Fumigation grain – one of the most effective and popular methods pest control – grain pests. Both during storing in warehouses, and during sea shipping. Fumigation includes processing grain by insecticide gases (fumigant). Most widespread are phosphide (phosphine) and bromide methyl. These substances are virulent poisons. It affect insects’ specific time, during which poisoning and killing objects of own action. Technology of fumigation requires accurate preparation and carful screening:  storage facilities, during fumigation have to be hermetically closed, and after fumigation, have to be degassing. There are some others grain moister and environment temperature limitations.
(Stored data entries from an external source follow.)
//! Binance API Type Definitions
//!
//! Query and result types for the three supported ticker queries.

use serde::{Deserialize, Serialize};
use serde_json::{Map, Value};

use super::window::WindowSize;

/// Which ticker endpoint a query targets
#[derive(Debug, Clone, Copy, PartialEq, Eq)]
pub enum QueryKind {
    Price,
    Change24h,
    RollingWindow,
}

impl QueryKind {
    /// Request path relative to the base URL
    pub fn path(self) -> &'static str {
        match self {
            QueryKind::Price => "/api/v3/ticker/price",
            QueryKind::Change24h => "/api/v3/ticker/24hr",
            QueryKind::RollingWindow => "/api/v3/ticker",
        }
    }
}

/// A single upstream query; built per invocation and discarded afterwards
#[derive(Debug, Clone, PartialEq, Eq)]
pub struct MarketQuery {
    pub symbol: String,
    pub kind: QueryKind,
    pub window: Option<WindowSize>,
}

impl MarketQuery {
    pub fn price(symbol: impl Into<String>) -> Self {
        Self {
            symbol: symbol.into(),
            kind: QueryKind::Price,
            window: None,
        }
    }

    pub fn change_24h(symbol: impl Into<String>) -> Self {
        Self {
            symbol: symbol.into(),
            kind: QueryKind::Change24h,
            window: None,
        }
    }

    pub fn rolling_window(symbol: impl Into<String>, window: WindowSize) -> Self {
        Self {
            symbol: symbol.into(),
            kind: QueryKind::RollingWindow,
            window: Some(window),
        }
    }
}

/// Response from /api/v3/ticker/price
#[derive(Debug, Clone, PartialEq, Serialize, Deserialize)]
pub struct TickerPrice {
    /// Trading pair symbol (e.g., "BTCUSDT")
    #[serde(default)]
    pub symbol: String,
    /// Current price as string to preserve precision
    pub price: String,
}

/// Response from /api/v3/ticker/24hr and /api/v3/ticker
///
/// The two change figures are typed; every other ticker field is passed
/// through unmodified.
#[derive(Debug, Clone, PartialEq, Serialize, Deserialize)]
#[serde(rename_all = "camelCase")]
pub struct TickerStats {
    #[serde(default)]
    pub symbol: String,
    pub price_change: String,
    pub price_change_percent: String,
    #[serde(flatten)]
    pub extra: Map<String, Value>,
}

/// Outcome of a successful query
#[derive(Debug, Clone, PartialEq)]
pub enum MarketResult {
    Price(TickerPrice),
    Change24h(TickerStats),
    RollingWindow { window: WindowSize, stats: TickerStats },
}

impl MarketResult {
    pub fn symbol(&self) -> &str {
        match self {
            MarketResult::Price(ticker) => &ticker.symbol,
            MarketResult::Change24h(stats) => &stats.symbol,
            MarketResult::RollingWindow { stats, .. } => &stats.symbol,
        }
    }
}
Causes, aims and terms of fumigation.

Grain fumigation during sea shipping has its own specific. Placement of phosphine aluminum tablets executes after hold have been loaded. Because of chemical reaction with oxygen, tablets begin to evolve phosphine. This evolved gas will circulate within hold over the next few days (form 3 days to 3 weeks), during voyage. On completion exposure period hold`s vents must be opened, for degasing. Phosphine is highly toxic for people. In case of gas leakage from nonhermetic hold vessel crew can run highly risk. Because of many cases sailors poisoning and even death form phosphine, there are extra requirements in vessel construction and fumigation procedure and holds ventilation. Special requirements advanced for vessel personal protection equipment, which strictly necessary for crew protection.

At the present, responsibility for supplying vessels by special personal protection equipment are not fully settled both by local and international regulations. Directions of such international organizations as IMO, BIMCO and GAFTA have advisory opinion. IMO recommendation specifies that fumigation company should provide gas analyzer gear and personal protective equipment, but it isn’t strictly determined who is financial responsible for equipment supplying. In practice, this problem comes down to choice between charter and ship-owner, who finally ought to bear expenses of supplying protective equipment to shipboard.